Group mean (standard deviation) anterior–posterior (AP), mediolateral (ML) and vertical (Vert) sacrum velocity variability for (a) systematic changes in walking speed and propulsive force targets extracted from slower speeds, and (b) walking at preferred speed with propulsive forces smaller or larger than preferred. Double asterisks represent significant (p < 0.05) main effects of speed or propulsive force. ‘a’ Significant (p < 0.05) pairwise difference at matched propulsive forces, ‘b’ significantly (p < 0.05) different from normal walking with biofeedback and ‘c’ significantly (p < 0.05) different from normal walking without biofeedback.

Figure 5.

Group mean per cent change in peak propulsive force versus per cent change in step length from experiment 2, plotted against data adapted from Martin & Marsh [47]. We found that subjects increased (decreased) their step lengths by 6.6% (−8.0%) when targeting a 20% increase (decrease) in F_P, compared with walking normally.
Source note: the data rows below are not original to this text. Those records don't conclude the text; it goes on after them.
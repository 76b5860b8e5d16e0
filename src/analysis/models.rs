//! Analysis report structures

use serde::{Deserialize, Serialize};
use std::collections::BTreeMap;

/// Per-kind digest in the component summary
#[derive(Debug, Clone, Default, PartialEq, Eq, Serialize, Deserialize)]
pub struct KindSummary {
    pub count: usize,
    /// Models only: entries with at least one relation
    #[serde(default, skip_serializing_if = "Option::is_none")]
    pub with_relationships: Option<usize>,
    /// Controllers only: sum of action counts
    #[serde(default, skip_serializing_if = "Option::is_none")]
    pub total_actions: Option<usize>,
    #[serde(default, skip_serializing_if = "Option::is_none")]
    pub error: Option<String>,
}

impl KindSummary {
    pub fn failed(error: impl Into<String>) -> Self {
        Self {
            count: 0,
            error: Some(error.into()),
            ..Default::default()
        }
    }
}

/// One target of a relationship entry
#[derive(Debug, Clone, PartialEq, Eq, Serialize, Deserialize)]
pub struct RelatedComponent {
    pub name: String,
    #[serde(rename = "type")]
    pub kind: String,
    /// Relation method for model relations (`hasMany`, ...)
    #[serde(default, skip_serializing_if = "Option::is_none")]
    pub relation: Option<String>,
}

impl RelatedComponent {
    pub fn new(name: impl Into<String>, kind: impl Into<String>) -> Self {
        Self {
            name: name.into(),
            kind: kind.into(),
            relation: None,
        }
    }
}

#[derive(Debug, Clone, PartialEq, Eq, Serialize, Deserialize)]
pub struct RelationshipEntry {
    #[serde(rename = "type")]
    pub kind: String,
    pub relates_to: Vec<RelatedComponent>,
}

#[derive(Debug, Clone, PartialEq, Eq, Serialize, Deserialize)]
pub struct DependencyGraphNode {
    pub component: String,
    #[serde(rename = "type")]
    pub kind: String,
    pub dependencies: Vec<String>,
    pub dependency_count: usize,
}

#[derive(Debug, Clone, PartialEq, Eq, Serialize, Deserialize)]
pub struct ArchitecturePatterns {
    pub detected: Vec<String>,
    pub confidence: String,
    pub status: String,
}

impl Default for ArchitecturePatterns {
    fn default() -> Self {
        Self {
            detected: Vec::new(),
            confidence: "low".to_string(),
            status: "not_detected".to_string(),
        }
    }
}

#[derive(Debug, Clone, PartialEq, Eq, Serialize, Deserialize)]
pub struct ComplexityMetrics {
    pub total_components: usize,
    pub coupling_score: String,
}

/// Snapshot produced by one relationship analysis
#[derive(Debug, Clone, PartialEq, Eq, Serialize, Deserialize)]
pub struct AnalysisReport {
    pub component_summary: BTreeMap<String, KindSummary>,
    pub relationships: BTreeMap<String, RelationshipEntry>,
    pub dependency_graph: BTreeMap<String, DependencyGraphNode>,
    pub architecture_patterns: ArchitecturePatterns,
    pub complexity_metrics: ComplexityMetrics,
    pub recommendations: Vec<String>,
}
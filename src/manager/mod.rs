//! Atlas manager
//!
//! Resolves mappers and exporters by name and drives the three entry
//! points: `scan` (one kind), `export` (one kind or `"all"`, one format)
//! and `generate` (several kinds aggregated into one document).
//!
//! HTML output with flow data, or covering several kinds, goes through the
//! intelligent path: the canonical JSON document is written to a uniquely
//! named temporary file and the HTML exporter renders from that file. The
//! file is removed on every exit path by [`TempArtifact`].

mod temp;

pub use temp::TempArtifact;

use crate::analysis::AnalysisReport;
use crate::error::{AtlasError, Result};
use crate::export::{
    default_exporters, CanonicalDocument, ExportConfig, ExportPayload, Exporter, ExporterFactory,
};
use crate::mapper::{Mapper, MapperRegistry, ScanOptions, ScanResult};
use std::collections::BTreeMap;
use std::path::{Path, PathBuf};
use std::sync::Arc;

/// Kind name that selects every registered kind
pub const ALL_KINDS: &str = "all";

const INTELLIGENT_FORMAT: &str = "html";

/// Scan and render options for `export` / `generate`
#[derive(Debug, Clone, Default)]
pub struct ExportOptions {
    pub scan: ScanOptions,
    pub config: ExportConfig,
}

impl ExportOptions {
    pub fn with_scan(scan: ScanOptions) -> Self {
        Self {
            scan,
            ..Default::default()
        }
    }
}

/// Façade over the mapper registry and the exporter table
pub struct AtlasManager {
    registry: MapperRegistry,
    exporters: BTreeMap<String, ExporterFactory>,
    base_path: PathBuf,
    temp_dir: PathBuf,
}

impl AtlasManager {
    /// Manager with every built-in mapper and exporter, rooted at `base_path`
    pub fn new(base_path: impl Into<PathBuf>) -> Self {
        Self::with_registry(MapperRegistry::with_defaults(), base_path)
    }

    pub fn with_registry(registry: MapperRegistry, base_path: impl Into<PathBuf>) -> Self {
        Self {
            registry,
            exporters: default_exporters(),
            base_path: base_path.into(),
            temp_dir: std::env::temp_dir(),
        }
    }

    /// Directory for intelligent-path intermediates
    pub fn with_temp_dir(mut self, dir: impl Into<PathBuf>) -> Self {
        self.temp_dir = dir.into();
        self
    }

    pub fn base_path(&self) -> &Path {
        &self.base_path
    }

    pub fn temp_dir(&self) -> &Path {
        &self.temp_dir
    }

    pub fn registry(&self) -> &MapperRegistry {
        &self.registry
    }

    /// Registered kinds in sorted order
    pub fn kinds(&self) -> Vec<String> {
        self.registry.kinds()
    }

    pub fn formats(&self) -> Vec<String> {
        self.exporters.keys().cloned().collect()
    }

    // ========================================================================
    // Resolution and registration
    // ========================================================================

    pub fn mapper(&self, kind: &str) -> Result<Arc<dyn Mapper>> {
        self.registry
            .get(kind)
            .ok_or_else(|| AtlasError::UnknownComponentKind(kind.to_string()))
    }

    /// A fresh exporter instance for `format`
    pub fn exporter(&self, format: &str) -> Result<Box<dyn Exporter>> {
        self.exporters
            .get(format)
            .map(|factory| factory())
            .ok_or_else(|| AtlasError::UnknownExportFormat(format.to_string()))
    }

    pub fn register_mapper(&mut self, kind: impl Into<String>, mapper: Arc<dyn Mapper>) {
        self.registry.insert(kind, mapper);
    }

    pub fn register_exporter<F>(&mut self, format: impl Into<String>, factory: F)
    where
        F: Fn() -> Box<dyn Exporter> + Send + Sync + 'static,
    {
        self.exporters.insert(format.into(), Arc::new(factory));
    }

    // ========================================================================
    // Scanning
    // ========================================================================

    /// Scan one kind. A missing or relative `root` is resolved against the
    /// manager's base path.
    pub fn scan(&self, kind: &str, options: &ScanOptions) -> Result<ScanResult> {
        let mapper = self.mapper(kind)?;
        let mut options = options.clone();
        options.root = Some(match options.root.take() {
            Some(root) if root.is_absolute() => root,
            Some(root) => self.base_path.join(root),
            None => self.base_path.clone(),
        });

        tracing::debug!("Scanning {} under {:?}", kind, options.root);
        mapper.scan(&options)
    }

    /// Scan several kinds; a failing kind is kept as an error record
    pub fn scan_many(
        &self,
        kinds: &[String],
        options: &ScanOptions,
    ) -> Result<BTreeMap<String, ScanResult>> {
        let mut results = BTreeMap::new();
        for kind in kinds {
            let result = match self.scan(kind, options) {
                Ok(result) => result,
                Err(e @ AtlasError::UnknownComponentKind(_)) => return Err(e),
                Err(e) => {
                    tracing::warn!("Scan of {} failed: {}", kind, e);
                    ScanResult::failed(kind.clone(), e.to_string())
                }
            };
            results.insert(kind.clone(), result);
        }
        Ok(results)
    }

    // ========================================================================
    // Export
    // ========================================================================

    /// Scan `kind` (or every kind for `"all"`) and render it as `format`
    pub fn export(&self, kind: &str, format: &str, options: &ExportOptions) -> Result<String> {
        if kind == ALL_KINDS {
            let results = self.scan_many(&self.kinds(), &options.scan)?;
            let mut config = options.config.clone();
            config.multi_type = true;
            return self.render(ExportPayload::Multi(results), format, config, true);
        }

        let result = self.scan(kind, &options.scan)?;
        let intelligent = result.has_flow_data();
        self.render(
            ExportPayload::Single(result),
            format,
            options.config.clone(),
            intelligent,
        )
    }

    /// Aggregate several kinds into one document
    pub fn generate(&self, kinds: &[String], format: &str, options: &ExportOptions) -> Result<String> {
        match kinds {
            [] => Err(AtlasError::UnknownComponentKind(String::new())),
            [kind] => self.export(kind, format, options),
            _ => {
                let results = self.scan_many(kinds, &options.scan)?;
                let mut config = options.config.clone();
                config.multi_type = true;
                tracing::info!("Generating {} for {} kinds", format, results.len());
                self.render(ExportPayload::Multi(results), format, config, true)
            }
        }
    }

    /// Render an analysis report
    pub fn export_analysis(
        &self,
        report: AnalysisReport,
        format: &str,
        config: ExportConfig,
    ) -> Result<String> {
        self.render(ExportPayload::Analysis(Box::new(report)), format, config, false)
    }

    fn render(
        &self,
        payload: ExportPayload,
        format: &str,
        config: ExportConfig,
        intelligent: bool,
    ) -> Result<String> {
        if intelligent && format == INTELLIGENT_FORMAT {
            return self.export_intelligent_html(payload, config);
        }

        let mut exporter = self.exporter(format)?;
        exporter.set_config(config);
        let output = exporter.export(&payload)?;
        tracing::info!(
            "Exported {} components as {}",
            payload.component_count(),
            format
        );
        Ok(output)
    }

    /// Canonical JSON → temporary file → HTML; the file never outlives the call
    fn export_intelligent_html(&self, payload: ExportPayload, config: ExportConfig) -> Result<String> {
        let mut exporter = self.exporter(INTELLIGENT_FORMAT)?;
        let artifact = TempArtifact::new(&self.temp_dir)?;

        let count = payload.component_count();
        CanonicalDocument::new(payload, config.multi_type).write(artifact.path())?;
        tracing::debug!("Wrote canonical document to {}", artifact.path().display());

        exporter.set_config(config);
        let output = exporter.render_from_file(artifact.path())?;
        tracing::info!("Exported {} components as html (intelligent)", count);
        Ok(output)
    }
}

impl std::fmt::Debug for AtlasManager {
    fn fmt(&self, f: &mut std::fmt::Formatter<'_>) -> std::fmt::Result {
        f.debug_struct("AtlasManager")
            .field("kinds", &self.kinds())
            .field("formats", &self.formats())
            .field("base_path", &self.base_path)
            .field("temp_dir", &self.temp_dir)
            .finish()
    }
}
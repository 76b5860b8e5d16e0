//! Component mappers
//!
//! A [`Mapper`] discovers every component of one kind under a set of
//! paths and returns a [`ScanResult`]. Class-based kinds share the same
//! scan pipeline ([`ClassMapper`]) and only differ in how they recognise a
//! class ([`ClassKind::qualifies`]) and what they extract from it
//! ([`ClassKind::details`]).

pub mod flow;
pub mod index;
pub mod kinds;
pub mod models;
pub mod registry;

pub use index::ClassIndex;
pub use models::*;
pub use registry::MapperRegistry;

use crate::error::Result;
use crate::parser::php::is_class_type;
use crate::parser::{short_name, PhpClass};
use std::collections::BTreeMap;
use std::path::PathBuf;

/// Discovers all components of one kind
pub trait Mapper: Send + Sync {
    /// Registry key (`models`, `routes`, ...)
    fn kind(&self) -> &str;

    /// Conventional directories, relative to the project root
    fn default_paths(&self) -> Vec<PathBuf>;

    /// Scan the given paths (or the defaults) and classify what is found
    fn scan(&self, options: &ScanOptions) -> Result<ScanResult>;
}

/// How a class-based kind recognises and describes its classes
pub trait ClassKind: Send + Sync {
    fn kind(&self) -> &'static str;

    fn default_paths(&self) -> Vec<PathBuf>;

    /// Structural check, with the conventional namespace as fallback
    fn qualifies(&self, class: &PhpClass, index: &ClassIndex) -> bool;

    fn details(&self, class: &PhpClass, index: &ClassIndex) -> ComponentDetails;

    fn dependencies(&self, class: &PhpClass) -> Vec<String> {
        constructor_dependencies(class)
    }
}

/// Short names of the class-typed constructor parameters, in declaration order
pub fn constructor_dependencies(class: &PhpClass) -> Vec<String> {
    let mut deps = Vec::new();
    if let Some(ctor) = class.constructor() {
        push_class_params(&mut deps, ctor.params.iter().filter_map(|p| p.type_name.as_deref()));
    }
    deps
}

/// Constructor dependencies plus the class-typed parameters of `method`
/// (container-injected `handle()` arguments on jobs and commands)
pub fn injected_dependencies(class: &PhpClass, method: &str) -> Vec<String> {
    let mut deps = constructor_dependencies(class);
    if let Some(m) = class.method(method) {
        push_class_params(&mut deps, m.params.iter().filter_map(|p| p.type_name.as_deref()));
    }
    deps
}

fn push_class_params<'a>(deps: &mut Vec<String>, types: impl Iterator<Item = &'a str>) {
    for type_name in types {
        let type_name = type_name.trim_start_matches('?');
        if !is_class_type(type_name) {
            continue;
        }
        let short = short_name(type_name).to_string();
        if !deps.contains(&short) {
            deps.push(short);
        }
    }
}

/// Adapts a [`ClassKind`] into a [`Mapper`]
pub struct ClassMapper<K>(pub K);

impl<K: ClassKind> ClassMapper<K> {
    /// Build records for every qualifying class of an index
    pub fn collect(&self, index: &ClassIndex) -> BTreeMap<String, ComponentRecord> {
        let kind = &self.0;
        let mut data = BTreeMap::new();

        for class in index.classes() {
            if class.is_abstract || !kind.qualifies(class, index) {
                continue;
            }
            let record = ComponentRecord {
                name: class.name.clone(),
                fqcn: class.fqcn.clone(),
                kind: kind.kind().to_string(),
                file: Some(class.file_path.clone()),
                description: class.docstring.clone(),
                dependencies: kind.dependencies(class),
                details: kind.details(class, index),
            };
            if let Some(previous) = data.insert(class.name.clone(), record) {
                tracing::warn!(
                    "Duplicate {} name {}: {} replaced by {}",
                    kind.kind(),
                    class.name,
                    previous.fqcn,
                    class.fqcn
                );
            }
        }

        data
    }
}

impl<K: ClassKind> Mapper for ClassMapper<K> {
    fn kind(&self) -> &str {
        self.0.kind()
    }

    fn default_paths(&self) -> Vec<PathBuf> {
        self.0.default_paths()
    }

    fn scan(&self, options: &ScanOptions) -> Result<ScanResult> {
        let kind = self.0.kind();
        let index = build_index(kind, &self.0.default_paths(), options)?;
        let data = self.collect(&index);

        tracing::info!(
            "Scanned {}: {} components ({} files skipped)",
            kind,
            data.len(),
            index.skipped()
        );
        Ok(ScanResult::new(kind, data))
    }
}

/// Resolve roots, discover files and parse them
pub fn build_index(kind: &str, defaults: &[PathBuf], options: &ScanOptions) -> Result<ClassIndex> {
    let roots = index::resolve_roots(kind, defaults, &options.paths, options.root.as_deref())?;
    if roots.is_empty() {
        tracing::debug!("No {} directories found, nothing to scan", kind);
        return Ok(ClassIndex::default());
    }
    let files = index::discover_files(
        kind,
        &roots,
        options.recursive,
        options.max_depth,
        options.include_vendors,
    )?;
    tracing::debug!("Found {} PHP files for {}", files.len(), kind);
    ClassIndex::from_files(&files)
}

#[cfg(test)]
mod tests {
    use super::*;
    use crate::parser::PhpParser;
    use std::path::Path;

    #[test]
    fn test_constructor_dependencies_skip_primitives() {
        let mut parser = PhpParser::new().unwrap();
        let parsed = parser
            .parse_file(
                Path::new("ReportJob.php"),
                r#"<?php
namespace App\Jobs;

use App\Services\ReportService;
use Psr\Log\LoggerInterface;

class ReportJob
{
    public function __construct(private ?ReportService $reports, int $id, string|int $mixed) {}

    public function handle(LoggerInterface $logger, ReportService $again) {}
}
"#,
            )
            .unwrap();
        let class = &parsed.classes[0];

        assert_eq!(constructor_dependencies(class), vec!["ReportService"]);
        assert_eq!(
            injected_dependencies(class, "handle"),
            vec!["ReportService", "LoggerInterface"]
        );
    }
}
fn extract_chain(
    links: &[Link],
    source: &str,
    scope: &FileScope,
    outer: &GroupContext,
    parsed: &mut ParsedFile,
) {
    if let Some(pos) = links.iter().position(|l| l.name == "group") {
        extract_group(links, pos, source, scope, outer, parsed);
        return;
    }

    // `Route::middleware('auth')->prefix('admin')->get(...)`: attributes
    // before the registrar apply to this route only
    let Some(pos) = links.iter().position(|l| is_registrar(&l.name)) else {
        return;
    };
    let mut ctx = outer.clone();
    for link in &links[..pos] {
        if let Some(arg) = link.args.first() {
            apply_group_attribute(&mut ctx, &link.name, &value_of(arg, source, scope));
        }
    }
    let group = &ctx;

    let root = &links[pos];
    let modifiers = &links[pos + 1..];
    let verb = root.name.to_ascii_lowercase();

    let mut routes: Vec<RouteDefinition> = match verb.as_str() {
        v if VERBS.contains(&v) || v == "any" || v == "match" => {
            let (methods, rest): (Vec<String>, &[tree_sitter::Node]) = if v == "match" {
                let methods = root
                    .args
                    .first()
                    .map(|n| value_of(n, source, scope).string_list())
                    .unwrap_or_default()
                    .into_iter()
                    .map(|m| m.to_ascii_uppercase())
                    .collect();
                (methods, &root.args[root.args.len().min(1)..])
            } else {
                (vec![v.to_ascii_uppercase()], &root.args[..])
            };
            let Some(uri) = rest.first().map(|n| value_of(n, source, scope).display()) else {
                return;
            };
            let mut route = new_route(methods, &uri, group, parsed, root.line);
            if let Some(action) = rest.get(1) {
                apply_action(&mut route, &value_of(action, source, scope), group);
            }
            vec![route]
        }
        "resource" | "apiresource" => resource_routes(root, modifiers, source, scope, group, parsed),
        "view" => {
            let args: Vec<PhpValue> = root.args.iter().map(|n| value_of(n, source, scope)).collect();
            let Some(uri) = args.first().map(|v| v.display()) else {
                return;
            };
            let mut route = new_route(vec!["GET".into()], &uri, group, parsed, root.line);
            route.view = args.get(1).map(|v| v.display());
            vec![route]
        }
        "redirect" | "permanentredirect" => {
            let args: Vec<PhpValue> = root.args.iter().map(|n| value_of(n, source, scope)).collect();
            let Some(uri) = args.first().map(|v| v.display()) else {
                return;
            };
            let mut route = new_route(vec!["ANY".into()], &uri, group, parsed, root.line);
            route.redirect = args.get(1).map(|v| v.display());
            vec![route]
        }
        "fallback" => {
            let mut route = new_route(vec!["GET".into()], "{fallback}", group, parsed, root.line);
            if let Some(action) = root.args.first() {
                apply_action(&mut route, &value_of(action, source, scope), group);
            }
            vec![route]
        }
        _ => return,
    };

    for link in modifiers {
        let arg = link.args.first().map(|n| value_of(n, source, scope));
        match link.name.as_str() {
            "name" => {
                if let Some(name) = arg.as_ref().and_then(|a| a.as_str()) {
                    for route in routes.iter_mut() {
                        route.name = Some(format!("{}{}", group.name_prefix, name));
                    }
                }
            }
            "middleware" => {
                if let Some(arg) = arg {
                    let extra = arg.string_list();
                    for route in routes.iter_mut() {
                        route.middleware.extend(extra.iter().cloned());
                    }
                }
            }
            _ => {}
        }
    }

    parsed.routes.extend(routes);
}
Conversely, Martin & Marsh [47] found that their subjects increased (decreased) F_P by only 12.2% (−13.0%) when directly increasing (decreasing) their step lengths by 10.2% (−7.9%). These results imply that, although both change simultaneously, modifying propulsive forces is not biomechanically equivalent to modifying step lengths. Accordingly, we interpret our findings to allude to direct effects of modulating push-off intensity and not solely a result of secondary changes in step length.